# Prompt
Print nothing but the lines below starting at the line that holds "repository d35562df3eccc9c6" and ending at the line that holds "type Err = String;", including both, each exactly as written.

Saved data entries
- - -
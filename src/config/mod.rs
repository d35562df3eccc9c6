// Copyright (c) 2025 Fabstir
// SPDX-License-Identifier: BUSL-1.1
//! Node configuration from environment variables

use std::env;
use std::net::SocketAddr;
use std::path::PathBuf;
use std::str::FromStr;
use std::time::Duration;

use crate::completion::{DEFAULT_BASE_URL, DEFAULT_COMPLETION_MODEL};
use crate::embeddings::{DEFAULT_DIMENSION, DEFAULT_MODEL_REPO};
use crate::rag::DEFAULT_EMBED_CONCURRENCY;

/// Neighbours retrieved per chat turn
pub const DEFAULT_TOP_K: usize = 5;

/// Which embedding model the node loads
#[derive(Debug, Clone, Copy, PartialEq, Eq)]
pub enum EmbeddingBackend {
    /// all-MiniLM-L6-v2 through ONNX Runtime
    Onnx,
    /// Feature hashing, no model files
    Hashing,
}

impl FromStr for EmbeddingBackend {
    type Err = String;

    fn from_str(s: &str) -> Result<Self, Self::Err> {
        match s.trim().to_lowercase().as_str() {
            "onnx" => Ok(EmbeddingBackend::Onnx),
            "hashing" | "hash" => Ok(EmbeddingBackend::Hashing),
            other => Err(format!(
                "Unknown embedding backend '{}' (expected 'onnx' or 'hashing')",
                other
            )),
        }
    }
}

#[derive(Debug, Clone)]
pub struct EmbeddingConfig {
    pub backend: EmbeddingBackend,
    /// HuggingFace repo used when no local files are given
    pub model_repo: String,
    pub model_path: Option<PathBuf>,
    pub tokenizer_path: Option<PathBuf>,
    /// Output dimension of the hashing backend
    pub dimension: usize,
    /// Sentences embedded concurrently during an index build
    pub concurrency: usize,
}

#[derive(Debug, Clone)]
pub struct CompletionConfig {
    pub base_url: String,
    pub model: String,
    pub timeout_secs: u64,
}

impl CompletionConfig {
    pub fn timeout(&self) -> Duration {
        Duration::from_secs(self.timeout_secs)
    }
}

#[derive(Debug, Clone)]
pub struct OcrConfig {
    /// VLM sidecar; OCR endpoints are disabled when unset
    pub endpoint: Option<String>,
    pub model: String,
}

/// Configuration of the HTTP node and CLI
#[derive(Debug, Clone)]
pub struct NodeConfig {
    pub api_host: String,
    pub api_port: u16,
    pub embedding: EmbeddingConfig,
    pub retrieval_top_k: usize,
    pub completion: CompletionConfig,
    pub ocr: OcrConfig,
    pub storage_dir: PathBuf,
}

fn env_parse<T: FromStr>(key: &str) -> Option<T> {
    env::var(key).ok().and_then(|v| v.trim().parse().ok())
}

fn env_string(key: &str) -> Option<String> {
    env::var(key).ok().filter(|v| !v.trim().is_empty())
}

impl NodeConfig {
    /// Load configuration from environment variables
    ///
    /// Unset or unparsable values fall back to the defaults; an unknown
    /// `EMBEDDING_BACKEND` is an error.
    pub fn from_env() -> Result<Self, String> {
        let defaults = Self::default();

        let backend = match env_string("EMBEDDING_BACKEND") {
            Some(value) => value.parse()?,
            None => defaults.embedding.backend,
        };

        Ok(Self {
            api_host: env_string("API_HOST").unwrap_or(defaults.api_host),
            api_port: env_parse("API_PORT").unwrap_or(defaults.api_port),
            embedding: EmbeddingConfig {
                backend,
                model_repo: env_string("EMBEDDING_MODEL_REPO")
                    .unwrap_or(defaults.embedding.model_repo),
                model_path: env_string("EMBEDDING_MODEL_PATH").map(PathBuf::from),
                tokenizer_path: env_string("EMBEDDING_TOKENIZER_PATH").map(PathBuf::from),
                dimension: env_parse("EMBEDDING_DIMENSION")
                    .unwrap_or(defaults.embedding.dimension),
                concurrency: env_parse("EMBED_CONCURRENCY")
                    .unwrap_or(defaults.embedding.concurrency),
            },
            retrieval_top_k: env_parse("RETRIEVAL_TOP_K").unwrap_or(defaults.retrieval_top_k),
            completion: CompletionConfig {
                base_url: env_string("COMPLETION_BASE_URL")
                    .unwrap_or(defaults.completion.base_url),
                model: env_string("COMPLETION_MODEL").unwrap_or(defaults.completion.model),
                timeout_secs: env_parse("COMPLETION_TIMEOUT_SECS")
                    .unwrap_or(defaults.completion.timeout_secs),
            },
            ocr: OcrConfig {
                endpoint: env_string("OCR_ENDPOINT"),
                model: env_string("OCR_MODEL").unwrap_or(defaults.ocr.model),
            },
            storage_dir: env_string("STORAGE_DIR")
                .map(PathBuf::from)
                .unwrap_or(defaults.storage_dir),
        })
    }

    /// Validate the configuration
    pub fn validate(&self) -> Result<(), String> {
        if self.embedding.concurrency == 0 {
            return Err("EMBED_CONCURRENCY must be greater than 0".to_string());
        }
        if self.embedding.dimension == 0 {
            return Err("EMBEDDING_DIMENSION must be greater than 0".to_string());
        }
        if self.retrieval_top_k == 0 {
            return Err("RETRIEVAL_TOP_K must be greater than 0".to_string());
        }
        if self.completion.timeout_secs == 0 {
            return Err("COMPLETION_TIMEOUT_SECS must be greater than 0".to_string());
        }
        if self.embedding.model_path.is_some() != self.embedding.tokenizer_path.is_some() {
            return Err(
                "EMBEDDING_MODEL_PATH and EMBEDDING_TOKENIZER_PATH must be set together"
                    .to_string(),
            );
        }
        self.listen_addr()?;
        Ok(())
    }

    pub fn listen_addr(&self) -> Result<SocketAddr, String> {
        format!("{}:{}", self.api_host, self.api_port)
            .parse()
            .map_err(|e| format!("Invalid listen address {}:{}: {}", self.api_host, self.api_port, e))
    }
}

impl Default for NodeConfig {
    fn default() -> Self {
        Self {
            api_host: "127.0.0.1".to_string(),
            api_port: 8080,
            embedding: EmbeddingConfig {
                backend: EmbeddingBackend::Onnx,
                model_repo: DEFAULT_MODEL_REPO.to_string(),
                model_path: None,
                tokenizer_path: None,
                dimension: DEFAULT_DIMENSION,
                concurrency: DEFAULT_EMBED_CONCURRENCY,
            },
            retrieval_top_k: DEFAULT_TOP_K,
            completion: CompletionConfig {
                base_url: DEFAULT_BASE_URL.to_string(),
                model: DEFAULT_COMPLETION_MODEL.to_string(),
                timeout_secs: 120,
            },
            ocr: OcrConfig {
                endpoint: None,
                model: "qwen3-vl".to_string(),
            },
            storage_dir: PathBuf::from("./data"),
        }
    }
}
- - -
# Finished exercise
repository d35562df3eccc9c6
// Copyright (c) 2025 Fabstir
// SPDX-License-Identifier: BUSL-1.1
//! Node configuration from environment variables

use std::env;
use std::net::SocketAddr;
use std::path::PathBuf;
use std::str::FromStr;
use std::time::Duration;

use crate::completion::{DEFAULT_BASE_URL, DEFAULT_COMPLETION_MODEL};
use crate::embeddings::{DEFAULT_DIMENSION, DEFAULT_MODEL_REPO};
use crate::rag::DEFAULT_EMBED_CONCURRENCY;

/// Neighbours retrieved per chat turn
pub const DEFAULT_TOP_K: usize = 5;

/// Which embedding model the node loads
#[derive(Debug, Clone, Copy, PartialEq, Eq)]
pub enum EmbeddingBackend {
    /// all-MiniLM-L6-v2 through ONNX Runtime
    Onnx,
    /// Feature hashing, no model files
    Hashing,
}

impl FromStr for EmbeddingBackend {
    type Err = String;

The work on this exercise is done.